Idealnya industri pertahanan
suatu negara mandiri, karena kemandirian merupakan manifestasi kokohnya
pertahanan dan keamanan negara dan kemandirian
industri pertahanan akan mendorong suatu bangsa tidak bersandar pada negara
lain dalam rangka meningkatkan peralatan pertahanan dan keamanan. Hal ini sejalan dari tujuan didirikannya Industri Pertahanan Indonesia,
yaitu mewujudkan kemandirian pemenuhan Alat Peralatan
Pertahanan dan Keamanan[2].
Menurut laporan Stockholm International Peace Research
Institute (SIPRI) 2017, Indonesia masuk dalam daftar 10 besar negara
pengimpor barang pertahanan terbesar dunia, yakni di peringkat 10. Impor senjata Indonesia meroket sebesar 193%
antara periode 2008-2012 dan 2013-2017[3]. Padahal kemampuan industri dalam negeri kita sekarang ini
sudah pada tingkat teknologi menengah.

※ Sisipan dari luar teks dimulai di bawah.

//! In-memory adapter backend.
//!
//! Used by the test suites and the loopback demo. A [`MockDevice`] behaves
//! like an open TAP handle: frames injected with [`MockDevice::inject`] come
//! out of `read`, frames written to it are queued for
//! [`MockDevice::next_written`], and the two TAP control codes are honoured.

use async_trait::async_trait;
use std::collections::HashMap;
use std::io;
use std::sync::atomic::{AtomicBool, AtomicUsize, Ordering};
use std::sync::{Arc, Mutex, PoisonError};
use std::time::Duration;
use tokio::sync::{mpsc, Mutex as AsyncMutex};
use tokio_util::sync::CancellationToken;

use super::{
    AdapterBackend, AdapterIdentifier, AdapterLocator, DeviceChannel, DeviceDriver,
    DeviceEnumerator, DeviceProperties, MacAddress, MAC_LEN, TAP_IOCTL_GET_MAC,
    TAP_IOCTL_SET_MEDIA_STATUS,
};
use crate::error::{TunnelError, TunnelResult};

/// MAC reported by a freshly built [`MockDevice`].
pub const MOCK_MAC: MacAddress = [0x00, 0xff, 0x5a, 0x1c, 0x7e, 0x01];

fn lock<T>(mutex: &Mutex<T>) -> std::sync::MutexGuard<'_, T> {
    mutex.lock().unwrap_or_else(PoisonError::into_inner)
}

/// Enumerator over a fixed device list.
#[derive(Debug, Default)]
pub struct MockEnumerator {
    devices: Mutex<Vec<DeviceProperties>>,
    failure: Mutex<Option<String>>,
}

impl MockEnumerator {
    pub fn new(devices: Vec<DeviceProperties>) -> Self {
        MockEnumerator {
            devices: Mutex::new(devices),
            failure: Mutex::new(None),
        }
    }

    /// Make every later enumeration fail with `message`.
    pub fn fail_with(&self, message: impl Into<String>) {
        *lock(&self.failure) = Some(message.into());
    }

    pub fn set_devices(&self, devices: Vec<DeviceProperties>) {
        *lock(&self.devices) = devices;
    }
}

impl DeviceEnumerator for MockEnumerator {
    fn network_devices(&self) -> TunnelResult<Vec<DeviceProperties>> {
        if let Some(message) = lock(&self.failure).clone() {
            return Err(TunnelError::Discovery(message));
        }
        Ok(lock(&self.devices).clone())
    }

    fn device_path(&self, instance_id: &AdapterIdentifier) -> String {
        format!("mock://{}", instance_id)
    }
}

/// Driver that hands out registered [`MockDevice`]s by path.
#[derive(Debug, Default)]
pub struct MockDriver {
    devices: Mutex<HashMap<String, Arc<MockDevice>>>,
    open_failure: Mutex<Option<i32>>,
    opens: AtomicUsize,
}

impl MockDriver {
    pub fn new() -> Self {
        Self::default()
    }

    pub fn register(&self, path: impl Into<String>, device: Arc<MockDevice>) {
        lock(&self.devices).insert(path.into(), device);
    }

    /// Make every later open fail with the raw OS error `code`.
    pub fn fail_open(&self, code: i32) {
        *lock(&self.open_failure) = Some(code);
    }

    /// Number of successful opens so far.
    pub fn open_count(&self) -> usize {
        self.opens.load(Ordering::SeqCst)
    }
}

impl DeviceDriver for MockDriver {
    fn open(&self, path: &str) -> TunnelResult<Arc<dyn DeviceChannel>> {
        if let Some(code) = *lock(&self.open_failure) {
            return Err(TunnelError::open(path, io::Error::from_raw_os_error(code)));
        }
        let device = lock(&self.devices).get(path).cloned().ok_or_else(|| {
            TunnelError::open(path, io::Error::new(io::ErrorKind::NotFound, "no such device"))
        })?;
        device.reopen();
        self.opens.fetch_add(1, Ordering::SeqCst);
        Ok(device)
    }
}

/// One simulated adapter.
#[derive(Debug)]
pub struct MockDevice {
    inbound_tx: mpsc::UnboundedSender<Vec<u8>>,
    inbound_rx: AsyncMutex<mpsc::UnboundedReceiver<Vec<u8>>>,
    written_tx: mpsc::UnboundedSender<Vec<u8>>,
    written_rx: AsyncMutex<mpsc::UnboundedReceiver<Vec<u8>>>,
    written: AtomicUsize,
    mac: Mutex<Option<MacAddress>>,
    controls: Mutex<Vec<(u32, Vec<u8>)>>,
    fail_link: AtomicBool,
    fail_writes: AtomicBool,
    media_connected: AtomicBool,
    control_delay: Mutex<Duration>,
    closed: Mutex<CancellationToken>,
}

impl Default for MockDevice {
    fn default() -> Self {
        Self::new()
    }
}

impl MockDevice {
    pub fn new() -> Self {
        let (inbound_tx, inbound_rx) = mpsc::unbounded_channel();
        let (written_tx, written_rx) = mpsc::unbounded_channel();
        MockDevice {
            inbound_tx,
            inbound_rx: AsyncMutex::new(inbound_rx),
            written_tx,
            written_rx: AsyncMutex::new(written_rx),
            written: AtomicUsize::new(0),
            mac: Mutex::new(Some(MOCK_MAC)),
            controls: Mutex::new(Vec::new()),
            fail_link: AtomicBool::new(false),
            fail_writes: AtomicBool::new(false),
            media_connected: AtomicBool::new(false),
            control_delay: Mutex::new(Duration::ZERO),
            closed: Mutex::new(CancellationToken::new()),
        }
    }

    /// A device whose MAC query fails.
    pub fn without_mac() -> Self {
        let device = Self::new();
        *lock(&device.mac) = None;
        device
    }

    /// Queue a frame for the next adapter read.
    pub fn inject(&self, frame: impl Into<Vec<u8>>) {
        let _ = self.inbound_tx.send(frame.into());
    }

    /// Wait up to `wait` for the next frame written to the adapter.
    pub async fn next_written(&self, wait: Duration) -> Option<Vec<u8>> {
        let mut rx = self.written_rx.lock().await;
        tokio::time::timeout(wait, rx.recv()).await.ok().flatten()
    }

    pub fn written_count(&self) -> usize {
        self.written.load(Ordering::SeqCst)
    }

    /// Every control request received, with its input payload.
    pub fn control_log(&self) -> Vec<(u32, Vec<u8>)> {
        lock(&self.controls).clone()
    }

    /// Make media-status requests fail.
    pub fn set_fail_link(&self, fail: bool) {
        self.fail_link.store(fail, Ordering::SeqCst);
    }

    /// Block the calling thread this long on every control request.
    pub fn set_control_delay(&self, delay: Duration) {
        *lock(&self.control_delay) = delay;
    }

    /// Make frame writes fail with an I/O error.
    pub fn set_fail_writes(&self, fail: bool) {
        self.fail_writes.store(fail, Ordering::SeqCst);
    }

    pub fn is_media_connected(&self) -> bool {
        self.media_connected.load(Ordering::SeqCst)
    }

    pub fn is_closed(&self) -> bool {
        self.token().is_cancelled()
    }

    fn token(&self) -> CancellationToken {
        lock(&self.closed).clone()
    }

    fn reopen(&self) {
        let mut closed = lock(&self.closed);
        if closed.is_cancelled() {
            *closed = CancellationToken::new();
        }
    }
}

#[async_trait]
impl DeviceChannel for MockDevice {
    async fn read(&self, buf: &mut [u8]) -> TunnelResult<usize> {
        let closed = self.token();
        if closed.is_cancelled() {
            return Err(TunnelError::Closed);
        }
        let mut rx = self.inbound_rx.lock().await;
        let frame = tokio::select! {
            biased;
            _ = closed.cancelled() => return Err(TunnelError::Closed),
            frame = rx.recv() => frame.ok_or(TunnelError::Closed)?,
        };
        if frame.len() > buf.len() {
            return Err(TunnelError::FrameTooLarge { capacity: buf.len() });
        }
        buf[..frame.len()].copy_from_slice(&frame);
        Ok(frame.len())
    }

    async fn write(&self, frame: &[u8]) -> TunnelResult<usize> {
        if self.is_closed() {
            return Err(TunnelError::Closed);
        }
        if self.fail_writes.load(Ordering::SeqCst) {
            return Err(TunnelError::Io(io::Error::other("simulated write failure")));
        }
        self.written.fetch_add(1, Ordering::SeqCst);
        let _ = self.written_tx.send(frame.to_vec());
        Ok(frame.len())
    }

    fn control(&self, code: u32, input: &[u8], output: &mut [u8]) -> io::Result<usize> {
        lock(&self.controls).push((code, input.to_vec()));
        let delay = *lock(&self.control_delay);
        if !delay.is_zero() {
            std::thread::sleep(delay);
        }
        if self.is_closed() {
            return Err(io::Error::new(io::ErrorKind::NotConnected, "device closed"));
        }
        match code {
            TAP_IOCTL_GET_MAC => {
                let mac = (*lock(&self.mac))
                    .ok_or_else(|| io::Error::other("MAC query not supported"))?;
                if output.len() < MAC_LEN {
                    return Err(io::Error::new(io::ErrorKind::InvalidInput, "output too small"));
                }
                output[..MAC_LEN].copy_from_slice(&mac);
                Ok(MAC_LEN)
            }
            TAP_IOCTL_SET_MEDIA_STATUS => {
                if self.fail_link.load(Ordering::SeqCst) {
                    return Err(io::Error::other("media status rejected"));
                }
                let status: [u8; 4] = input
                    .try_into()
                    .map_err(|_| io::Error::new(io::ErrorKind::InvalidInput, "expected 4 bytes"))?;
                self.media_connected
                    .store(u32::from_le_bytes(status) != 0, Ordering::SeqCst);
                Ok(0)
            }
            _ => Err(io::Error::new(io::ErrorKind::Unsupported, "unknown control code")),
        }
    }

    fn close(&self) {
        self.token().cancel();
    }
}

/// A backend exposing exactly one TAP adapter with instance id `id`.
pub fn tap_backend(id: &AdapterIdentifier) -> (AdapterBackend, Arc<MockDevice>, Arc<MockDriver>) {
    let enumerator = MockEnumerator::new(vec![DeviceProperties {
        hardware_ids: vec!["root\\tap0901".to_string()],
        instance_id: Some(id.to_string()),
        description: Some("TAP-Windows Adapter V9".to_string()),
    }]);
    let path = enumerator.device_path(id);

    let device = Arc::new(MockDevice::new());
    let driver = Arc::new(MockDriver::new());
    driver.register(path, Arc::clone(&device));

    let backend = AdapterBackend::new(
        AdapterLocator::new(Arc::new(enumerator)),
        Arc::clone(&driver) as Arc<dyn DeviceDriver>,
    );
    (backend, device, driver)
}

Artinya industri pertahanan kita sudah
dapat membuat sendiri dan sudah digunakan oleh TNI[4]. Alutsista darat beberapa sudah bisa
dipenuhi oleh PT. Pindad,
PT. PAL dapat diandalkan untuk pembuatan kapal
perang skala besar seperti class korvet dan kapal selam dan PT. Dirgantara Indonesia kini sedang
mengembangkan joint production dengan Airbus Military untuk
membangun pesawat angkut sedang CN 295. Dengan demikian sudah pada tempatnya
pemerintah untuk mendukung peningkatan kemandirian industri pertahanan
nasional.
Anggaran memang menjadi
salah satu faktor dominan dalam mendukung kemandirian industri pertahanan. Jika
dilihat dari sisi APBN, jumlah anggaran pertahanan Indonesia beberapa tahun
belakangan ini sesungguhnya mengalami kenaikan,
sejalan dengan proyeksi yang pernah dibuat Jane’s
Defence Budget bahwa anggaran pertahanan Indonesia akan naik dua kali lipat
dari sekitar Rp50 triliun pada 2010 menjadi sekitar Rp100 triliun pada 2017[5]. Namun dihadapkan dengan PDB anggaran pertahanan yang masih dibawah 1 %
atau tepatnya 0,9 % dari PDB, tentunya keterbatasan ini berdampak pada
pemenuhan kebutuhan dan pengembangan industri pertahanan. Pengalaman embargo
alutsista dari negara asing harus dapat dijadikan pelajaran sebagai realitas
yang harus dihadapi dan disikapi dalam membangun kemandirian industri pertahanan
ditengah masih terbatasnya dukungan anggaran dari negara.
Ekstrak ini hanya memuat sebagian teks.